Marco la fissò come se volesse divorarla, i muscoli della mascella tesi. "Cristo santo," mormorò, afferrandole i polsi e inchiodandole le mani al tavolo. "Mi stai dicendo che vuoi farlo apposta?" La sua voce era un misto di incredulità ed eccitazione brutale.

Giulia annuì lentamente, gli occhi che non lasciavano i suoi. "Voglio più possibilità di restare incinta," sussurrò, le parole che uscivano come una confessione. "Voglio che sia tuo il bambino... ma che tu sappia che potrebbe essere..."

Marco le coprì la bocca con una mano, gli occhi neri di desiderio. "Non finire quella frase," ringhiò. Poi le afferrò i capelli, tirandole indietro la testa con violenza. "Sabato," dichiarò, la voce roca. "Ma io ci sarò."

Giulia lo guardò attraverso le ciglia abbassate. "Che intendi?"

"Intendo che voglio guardare," sibilò lui, i denti che le mordicchiavano il collo. "Voglio vederti mentre ti prende come una troia. Voglio che tu mi guardi negli occhi mentre lui ti riempie."

"Ti manderò delle foto dall'hotel"

Marco le diede un pizzicotto sul capezzolo. "Lavora in quell'hotel da tre anni e non sa nemmeno che seno sposata"

Sabato arrivò con un cielo plumbeo che prometteva pioggia. Giulia si sistemò il vestito nero aderente per la terza volta davanti allo specchio dell'ingresso, le dita tremanti mentre aggiustava la scollatura. "Troppo?" chiese voltandosi verso Marco che la osservava dall'ingresso.

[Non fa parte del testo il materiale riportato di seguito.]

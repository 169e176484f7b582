//! yba_user - customer users

use std::collections::HashMap;

use tracing::info;
use yba_core::provider::ProviderResult;
use yba_core::resource::{Resource, ResourceId, State, Value};

use super::{Attrs, existing, identifier, insert_opt, string};
use crate::models::{User, UserRegistration};
use crate::provider::YbaProvider;

fn user_attributes(user: &User) -> HashMap<String, Value> {
    let mut attributes = HashMap::from([
        ("email".to_string(), string(&user.email)),
        ("role".to_string(), string(&user.role)),
        ("is_primary".to_string(), Value::Bool(user.is_primary)),
    ]);
    insert_opt(&mut attributes, "creation_date", user.creation_date.as_deref().map(string));
    attributes
}

impl YbaProvider {
    pub(crate) async fn create_user(&self, resource: &Resource) -> ProviderResult<State> {
        let attrs = Attrs::new(&resource.id, &resource.attributes);
        let password = attrs.str("password")?;
        let registration = UserRegistration {
            email: attrs.str("email")?,
            confirm_password: password.clone(),
            password,
            role: attrs.str("role")?,
        };

        let user = self.api.create_user(&registration).await?;
        info!(user_uuid = %user.uuid, email = %user.email, "created user");
        Ok(existing(&resource.id, &user.uuid, user_attributes(&user)))
    }

    pub(crate) async fn read_user(&self, id: &ResourceId, prior: &State) -> ProviderResult<State> {
        let uuid = identifier(prior)?;
        let user = self.api.get_user(uuid).await?;
        Ok(existing(id, uuid, user_attributes(&user)))
    }

    /// Only the role can change in place
    pub(crate) async fn update_user(&self, from: &State, to: &Resource) -> ProviderResult<State> {
        let uuid = identifier(from)?;
        let role = Attrs::new(&to.id, &to.attributes).str("role")?;

        self.api.update_user_role(uuid, &role).await?;
        info!(user_uuid = %uuid, role = %role, "updated user role");
        self.read_user(&to.id, from).await
    }

    pub(crate) async fn delete_user(&self, state: &State) -> ProviderResult<()> {
        let uuid = identifier(state)?;
        self.api.delete_user(uuid).await?;
        info!(user_uuid = %uuid, "deleted user");
        Ok(())
    }
}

Lui le si avvicinò, le mani che le scendevano lungo i fianchi. "Perfetta," mormorò contro la sua nuca, annusando il suo profumo. "Sembri proprio la puttana che sei." Le diede uno schiaffo leggero sul culo prima di aprirle la porta. "Ora vai. E ricordati..."

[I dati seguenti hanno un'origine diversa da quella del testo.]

impl ResourceSchema {
    pub fn new(resource_type: impl Into<String>) -> Self {
        Self {
            resource_type: resource_type.into(),
            attributes: Vec::new(),
            description: None,
            data_source: false,
        }
    }

    pub fn data_source(resource_type: impl Into<String>) -> Self {
        Self {
            data_source: true,
            ..Self::new(resource_type)
        }
    }

    pub fn attribute(mut self, schema: AttributeSchema) -> Self {
        self.attributes.retain(|a| a.name != schema.name);
        self.attributes.push(schema);
        self
    }

    pub fn with_description(mut self, desc: impl Into<String>) -> Self {
        self.description = Some(desc.into());
        self
    }

    pub fn get(&self, name: &str) -> Option<&AttributeSchema> {
        self.attributes.iter().find(|a| a.name == name)
    }

    /// Names of attributes whose change forces replacement
    pub fn force_new_attributes(&self) -> impl Iterator<Item = &str> {
        self.attributes
            .iter()
            .filter(|a| a.force_new)
            .map(|a| a.name.as_str())
    }

    /// Whether an attribute is masked in output
    pub fn is_sensitive(&self, name: &str) -> bool {
        self.get(name).is_some_and(|a| a.sensitive)
    }

    /// Names of attributes the API never returns
    pub fn write_only_attributes(&self) -> impl Iterator<Item = &str> {
        self.attributes
            .iter()
            .filter(|a| a.write_only)
            .map(|a| a.name.as_str())
    }

    /// Validate resource attributes
    pub fn validate(&self, attributes: &HashMap<String, Value>) -> Result<(), Vec<TypeError>> {
        let errors = validate_fields(&self.attributes, attributes);
        if errors.is_empty() {
            Ok(())
        } else {
            Err(errors)
        }
    }

    /// Fill in defaults for attributes that were not declared
    pub fn apply_defaults(&self, attributes: &mut HashMap<String, Value>) {
        for attr in &self.attributes {
            if let Some(default) = &attr.default {
                attributes
                    .entry(attr.name.clone())
                    .or_insert_with(|| default.clone());
            }
        }
    }
}

/// Helper functions for common types
pub mod types {
    use super::*;

    /// Positive integer type
    pub fn positive_int() -> AttributeType {
        AttributeType::Custom {
            name: "PositiveInt".to_string(),
            base: Box::new(AttributeType::Int),
            validate: |value| {
                if let Value::Int(n) = value {
                    if *n > 0 {
                        Ok(())
                    } else {
                        Err("Value must be positive".to_string())
                    }
                } else {
                    Err("Expected integer".to_string())
                }
            },
        }
    }

    /// TCP port type (1-65535)
    pub fn port() -> AttributeType {
        AttributeType::Custom {
            name: "Port".to_string(),
            base: Box::new(AttributeType::Int),
            validate: |value| match value {
                Value::Int(n) if (1..=65535).contains(n) => Ok(()),
                Value::Int(n) => Err(format!("Port {} out of range 1-65535", n)),
                _ => Err("Expected integer".to_string()),
            },
        }
    }

    /// Duration string such as "30s", "10m" or "1h"
    pub fn duration() -> AttributeType {
        AttributeType::Custom {
            name: "Duration".to_string(),
            base: Box::new(AttributeType::String),
            validate: |value| match value {
                Value::String(s) => crate::timeouts::parse_duration(s).map(|_| ()),
                _ => Err("Expected string".to_string()),
            },
        }
    }

    /// Non-zero duration string
    pub fn timeout() -> AttributeType {
        AttributeType::Custom {
            name: "Timeout".to_string(),
            base: Box::new(AttributeType::String),
            validate: |value| match value {
                Value::String(s) => match crate::timeouts::parse_duration(s)? {
                    d if d.is_zero() => Err("Timeout must be greater than zero".to_string()),
                    _ => Ok(()),
                },
                _ => Err("Expected string".to_string()),
            },
        }
    }

    /// `timeouts { create, update, delete }` block
    pub fn timeouts() -> AttributeType {
        AttributeType::Block(vec![
            AttributeSchema::new("create", timeout()),
            AttributeSchema::new("update", timeout()),
            AttributeSchema::new("delete", timeout()),
        ])
    }

    /// List of nested blocks
    pub fn block_list(fields: Vec<AttributeSchema>) -> AttributeType {
        AttributeType::List(Box::new(AttributeType::Block(fields)))
    }

    /// List of strings
    pub fn string_list() -> AttributeType {
        AttributeType::List(Box::new(AttributeType::String))
    }

    /// IPv4 address (e.g., "10.0.0.12")
    pub fn ipv4() -> AttributeType {
        AttributeType::Custom {
            name: "Ipv4".to_string(),
            base: Box::new(AttributeType::String),
            validate: |value| {
                if let Value::String(s) = value {
                    validate_ipv4(s)
                } else {
                    Err("Expected string".to_string())
                }
            },
        }
    }
}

"Ti manderò la posizione," completò lei con un sorriso malizioso, sfiorandogli l'erezione attraverso i pantaloni. "E le foto."

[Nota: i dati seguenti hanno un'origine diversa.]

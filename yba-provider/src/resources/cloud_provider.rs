//! yba_cloud_provider - AWS, GCP and Azure providers

use std::collections::HashMap;
use std::time::Duration;

use tracing::info;
use yba_core::provider::{ProviderError, ProviderResult};
use yba_core::resource::{Resource, ResourceId, State, Value};

use super::regions::{check_deactivations, declared_regions, regions_value};
use super::{Attrs, existing, identifier, insert_opt, string, string_list};
use crate::credentials::{
    AwsSettings, AzureSettings, GcpSettings, aws_cloud_info, azure_cloud_info, gcp_cloud_info,
};
use crate::models::{AccessKey, CloudInfo, CloudProvider, KeyInfo, ProviderDetails};
use crate::provider::YbaProvider;

pub const DEFAULT_TIMEOUT: Duration = Duration::from_secs(10 * 60);

const SETTINGS_BLOCKS: &[(&str, &str)] = &[
    ("aws", "aws_config_settings"),
    ("gcp", "gcp_config_settings"),
    ("azu", "azure_config_settings"),
];

/// Name, regions, access keys and SSH settings shared with on-prem providers
pub(crate) fn base_provider(
    attrs: &Attrs<'_>,
    code: &str,
    cloud: Option<&str>,
) -> ProviderResult<CloudProvider> {
    let access_keys = attrs
        .blocks("access_keys")?
        .iter()
        .map(|key| {
            Ok(AccessKey {
                id_key: None,
                key_info: KeyInfo {
                    key_pair_name: Some(key.str("key_pair_name")?),
                    ssh_private_key_content: Some(key.str("ssh_private_key_content")?),
                    ..Default::default()
                },
            })
        })
        .collect::<ProviderResult<Vec<_>>>()?;

    Ok(CloudProvider {
        code: code.to_string(),
        name: attrs.str("name")?,
        details: ProviderDetails {
            ssh_user: attrs.opt_str("ssh_user")?,
            ssh_port: attrs.opt_int("ssh_port")?,
            air_gap_install: attrs.opt_bool("air_gap_install")?,
            ntp_servers: attrs.string_list("ntp_servers")?,
            ..Default::default()
        },
        regions: declared_regions(attrs, cloud)?,
        all_access_keys: access_keys,
        ..Default::default()
    })
}

/// Copy the declared SSH settings onto a fetched provider body
pub(crate) fn apply_provisioning(body: &mut CloudProvider, declared: &CloudProvider) {
    let details = &mut body.details;
    details.ssh_user = declared.details.ssh_user.clone();
    details.ssh_port = declared.details.ssh_port.or(details.ssh_port);
    details.air_gap_install = declared.details.air_gap_install;
    details.ntp_servers = declared.details.ntp_servers.clone();
}

/// Observed attributes common to cloud and on-prem providers
pub(crate) fn provider_attributes(
    provider: &CloudProvider,
    cloud: Option<&str>,
    prior_regions: Option<&Value>,
) -> HashMap<String, Value> {
    let details = &provider.details;
    let mut attributes = HashMap::from([
        ("name".to_string(), string(&provider.name)),
        (
            "regions".to_string(),
            regions_value(&provider.regions, cloud, prior_regions),
        ),
        (
            "air_gap_install".to_string(),
            Value::Bool(details.air_gap_install.unwrap_or(false)),
        ),
        ("ntp_servers".to_string(), string_list(&details.ntp_servers)),
    ]);
    insert_opt(&mut attributes, "ssh_user", details.ssh_user.as_deref().map(string));
    insert_opt(&mut attributes, "ssh_port", details.ssh_port.map(Value::Int));
    attributes
}

/// Cloud credentials for `code`, from the declared block or the environment
fn cloud_info(attrs: &Attrs<'_>, code: &str) -> ProviderResult<CloudInfo> {
    for (cloud, block) in SETTINGS_BLOCKS {
        if *cloud != code && attrs.contains(block) {
            return Err(attrs.error(format!(
                "'{}' cannot be used with a provider of code '{}'",
                block, code
            )));
        }
    }

    let mut info = CloudInfo::default();
    match code {
        "aws" => {
            let settings = match attrs.block("aws_config_settings")? {
                Some(b) => AwsSettings {
                    access_key_id: b.opt_str("access_key_id")?,
                    secret_access_key: b.opt_str("secret_access_key")?,
                    hosted_zone_id: b.opt_str("hosted_zone_id")?,
                    use_iam_instance_profile: b.bool_or("use_iam_instance_profile", false)?,
                },
                None => AwsSettings::default(),
            };
            info.aws = Some(aws_cloud_info(&settings)?);
        }
        "gcp" => {
            let settings = match attrs.block("gcp_config_settings")? {
                Some(b) => GcpSettings {
                    project_id: b.opt_str("project_id")?,
                    credentials: b.opt_str("credentials")?,
                    use_host_credentials: b.bool_or("use_host_credentials", false)?,
                    network: b.opt_str("network")?,
                },
                None => GcpSettings::default(),
            };
            info.gcp = Some(gcp_cloud_info(&settings)?);
        }
        "azu" => {
            let settings = match attrs.block("azure_config_settings")? {
                Some(b) => AzureSettings {
                    subscription_id: b.opt_str("subscription_id")?,
                    resource_group: b.opt_str("resource_group")?,
                    tenant_id: b.opt_str("tenant_id")?,
                    client_id: b.opt_str("client_id")?,
                    client_secret: b.opt_str("client_secret")?,
                    hosted_zone_id: b.opt_str("hosted_zone_id")?,
                },
                None => AzureSettings::default(),
            };
            info.azu = Some(azure_cloud_info(&settings)?);
        }
        other => {
            return Err(attrs.error(format!("Unsupported cloud provider code '{}'", other)));
        }
    }
    Ok(info)
}

impl YbaProvider {
    pub(crate) async fn create_cloud_provider(&self, resource: &Resource) -> ProviderResult<State> {
        let attrs = Attrs::new(&resource.id, &resource.attributes);
        let timeouts = attrs.timeouts(DEFAULT_TIMEOUT)?;
        let code = attrs.str("code")?;

        let mut body = base_provider(&attrs, &code, Some(&code))?;
        body.details.cloud_info = cloud_info(&attrs, &code)?;

        let task = self.api.create_provider(&body).await?;
        let uuid = task.resource_uuid.clone().ok_or_else(|| {
            ProviderError::new("Provider create response has no provider UUID")
        })?;
        self.wait(&task, timeouts.create).await?;
        info!(provider_uuid = %uuid, code = %code, "created provider");

        self.read_cloud_provider_by_uuid(&resource.id, &uuid, resource.attributes.get("regions"))
            .await
    }

    pub(crate) async fn read_cloud_provider(
        &self,
        id: &ResourceId,
        prior: &State,
    ) -> ProviderResult<State> {
        let uuid = identifier(prior)?;
        self.read_cloud_provider_by_uuid(id, uuid, prior.attributes.get("regions"))
            .await
    }

    async fn read_cloud_provider_by_uuid(
        &self,
        id: &ResourceId,
        uuid: &str,
        prior_regions: Option<&Value>,
    ) -> ProviderResult<State> {
        let provider = self.api.get_provider(uuid).await?;
        let mut attributes = provider_attributes(&provider, Some(&provider.code), prior_regions);
        attributes.insert("code".to_string(), string(&provider.code));
        Ok(existing(id, uuid, attributes))
    }

    pub(crate) async fn update_cloud_provider(
        &self,
        from: &State,
        to: &Resource,
    ) -> ProviderResult<State> {
        let uuid = identifier(from)?;
        let attrs = Attrs::new(&to.id, &to.attributes);
        let timeouts = attrs.timeouts(DEFAULT_TIMEOUT)?;
        let code = attrs.str("code")?;

        let persisted = self.api.get_provider(uuid).await?;
        let declared = base_provider(&attrs, &code, Some(&code))?;

        let mut body = persisted.clone();
        body.regions = declared.regions.clone();
        body.reconcile_regions(&persisted);
        apply_provisioning(&mut body, &declared);
        if SETTINGS_BLOCKS.iter().any(|(_, block)| attrs.contains(block)) {
            body.details.cloud_info = cloud_info(&attrs, &code)?;
        }

        self.edit_provider(uuid, &persisted, &body, timeouts.update)
            .await?;
        self.read_cloud_provider_by_uuid(&to.id, uuid, to.attributes.get("regions"))
            .await
    }

    /// Send a provider edit after checking no live universe loses a zone
    pub(crate) async fn edit_provider(
        &self,
        uuid: &str,
        persisted: &CloudProvider,
        body: &CloudProvider,
        timeout: Duration,
    ) -> ProviderResult<()> {
        let universes = self.api.list_universes().await?;
        check_deactivations(persisted, body, &universes)?;

        let task = self.api.edit_provider(uuid, body).await?;
        self.wait(&task, timeout).await?;
        info!(provider_uuid = %uuid, "updated provider");
        Ok(())
    }

    pub(crate) async fn delete_cloud_provider(&self, state: &State) -> ProviderResult<()> {
        let uuid = identifier(state)?;
        let attrs = Attrs::new(&state.id, &state.attributes);
        let timeouts = attrs.timeouts(DEFAULT_TIMEOUT)?;

        let task = self.api.delete_provider(uuid).await?;
        self.wait(&task, timeouts.delete).await?;
        info!(provider_uuid = %uuid, "deleted provider");
        Ok(())
    }
}

#[cfg(test)]
mod tests {
    use super::*;
    use crate::testing::MockApi;
    use std::sync::Arc;
    use yba_core::provider::ErrorKind;

    fn zone(code: &str) -> Value {
        Value::Map(HashMap::from([("code".to_string(), string(code))]))
    }

    fn region(code: &str, zones: &[&str]) -> Value {
        Value::Map(HashMap::from([
            ("code".to_string(), string(code)),
            (
                "zones".to_string(),
                Value::List(zones.iter().map(|z| zone(z)).collect()),
            ),
        ]))
    }

    fn resource(regions: Vec<Value>) -> Resource {
        Resource::new("yba_cloud_provider", "aws")
            .with_attribute("code", string("aws"))
            .with_attribute("name", string("aws-prod"))
            .with_attribute("regions", Value::List(regions))
            .with_attribute(
                "aws_config_settings",
                Value::Map(HashMap::from([
                    ("access_key_id".to_string(), string("AKIA")),
                    ("secret_access_key".to_string(), string("secret")),
                ])),
            )
    }

    fn provider(api: &Arc<MockApi>) -> YbaProvider {
        YbaProvider::with_api(api.clone(), Duration::from_millis(10))
    }

    fn zone_codes(state: &State) -> Vec<String> {
        state.attributes["regions"]
            .as_list()
            .unwrap()
            .iter()
            .flat_map(|r| r.as_map().unwrap()["zones"].as_list().unwrap().to_vec())
            .map(|z| z.as_map().unwrap()["code"].as_str().unwrap().to_string())
            .collect()
    }

    #[tokio::test]
    async fn create_sends_credentials_and_records_uuids() {
        let api = Arc::new(MockApi::new());
        let yba = provider(&api);

        let state = yba
            .create_cloud_provider(&resource(vec![region("us-west-2", &["us-west-2a"])]))
            .await
            .unwrap();

        let uuid = state.identifier.clone().unwrap();
        assert_eq!(state.attributes["id"], string(uuid.as_str()));
        let stored = api.provider(&uuid).unwrap();
        let aws = stored.details.cloud_info.aws.unwrap();
        assert_eq!(aws.aws_access_key_id.as_deref(), Some("AKIA"));
        assert_eq!(aws.aws_access_key_secret.as_deref(), Some("secret"));

        let region = state.attributes["regions"].as_list().unwrap()[0].as_map().unwrap();
        assert!(region.contains_key("uuid"));
    }

    #[tokio::test]
    async fn settings_of_another_cloud_are_rejected() {
        let api = Arc::new(MockApi::new());
        let resource = resource(vec![region("us-west-2", &["us-west-2a"])])
            .with_attribute("gcp_config_settings", Value::Map(HashMap::new()));

        let err = provider(&api).create_cloud_provider(&resource).await.unwrap_err();
        assert_eq!(err.kind, ErrorKind::Validation);
        assert!(err.message.contains("gcp_config_settings"));
        assert!(api.calls().is_empty());
    }

    #[tokio::test]
    async fn removed_zone_is_deactivated_not_dropped() {
        let api = Arc::new(MockApi::new());
        let yba = provider(&api);
        let created = yba
            .create_cloud_provider(&resource(vec![region(
                "us-west-2",
                &["us-west-2a", "us-west-2b"],
            )]))
            .await
            .unwrap();

        let to = resource(vec![
            region("us-west-2", &["us-west-2b"]),
            region("us-east-1", &["us-east-1a"]),
        ]);
        let updated = yba.update_cloud_provider(&created, &to).await.unwrap();

        let edit = api.provider_edits().pop().unwrap();
        assert_eq!(edit.regions.len(), 2);
        let west = &edit.regions[0];
        assert!(west.uuid.is_some());
        assert_eq!(west.zones[0].code, "us-west-2a");
        assert_eq!(west.zones[0].active, Some(false));
        assert!(edit.regions[1].uuid.is_none());

        assert_eq!(zone_codes(&updated), vec!["us-west-2b", "us-east-1a"]);
    }

    #[tokio::test]
    async fn zone_in_use_blocks_the_edit() {
        let api = Arc::new(MockApi::new());
        let yba = provider(&api);
        let created = yba
            .create_cloud_provider(&resource(vec![region("us-west-2", &["us-west-2a"])]))
            .await
            .unwrap();
        let provider_uuid = created.identifier.clone().unwrap();
        let region_uuid = api.provider(&provider_uuid).unwrap().regions[0]
            .uuid
            .clone()
            .unwrap();

        let universe = Resource::new("yba_universe", "orders")
            .with_attribute("name", string("orders"))
            .with_attribute("provider_uuid", string(provider_uuid.as_str()))
            .with_attribute("provider_type", string("aws"))
            .with_attribute("region_list", string_list([region_uuid]))
            .with_attribute("num_nodes", Value::Int(3))
            .with_attribute("instance_type", string("c5.large"))
            .with_attribute("software_version", string("2.20.1.0-b97"))
            .with_attribute("volume_size", Value::Int(250));
        yba.create_universe(&universe).await.unwrap();

        let to = resource(vec![region("us-east-1", &["us-east-1a"])]);
        let err = yba.update_cloud_provider(&created, &to).await.unwrap_err();

        assert_eq!(err.kind, ErrorKind::Validation);
        assert!(err.message.contains("us-west-2a"));
        assert!(err.message.contains("orders"));
        assert!(api.provider_edits().is_empty());
    }

    #[tokio::test]
    async fn deleted_provider_reads_as_not_found() {
        let api = Arc::new(MockApi::new());
        let yba = provider(&api);
        let created = yba
            .create_cloud_provider(&resource(vec![region("us-west-2", &["us-west-2a"])]))
            .await
            .unwrap();

        yba.delete_cloud_provider(&created).await.unwrap();
        let err = yba.read_cloud_provider(&created.id, &created).await.unwrap_err();
        assert!(err.is_not_found());
    }
}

L'appuntamento era fissato all'Hotel Excelsior, una struttura discreta nel centro finanziario dove lavorava Andrea. Giulia premette il pulsante dell'ascensore al quarto piano, il cuore che le batteva forte mentre controllava per l'ultima volta il messaggio di Marco: "Sala massaggi, suite 412. Ti aspetto."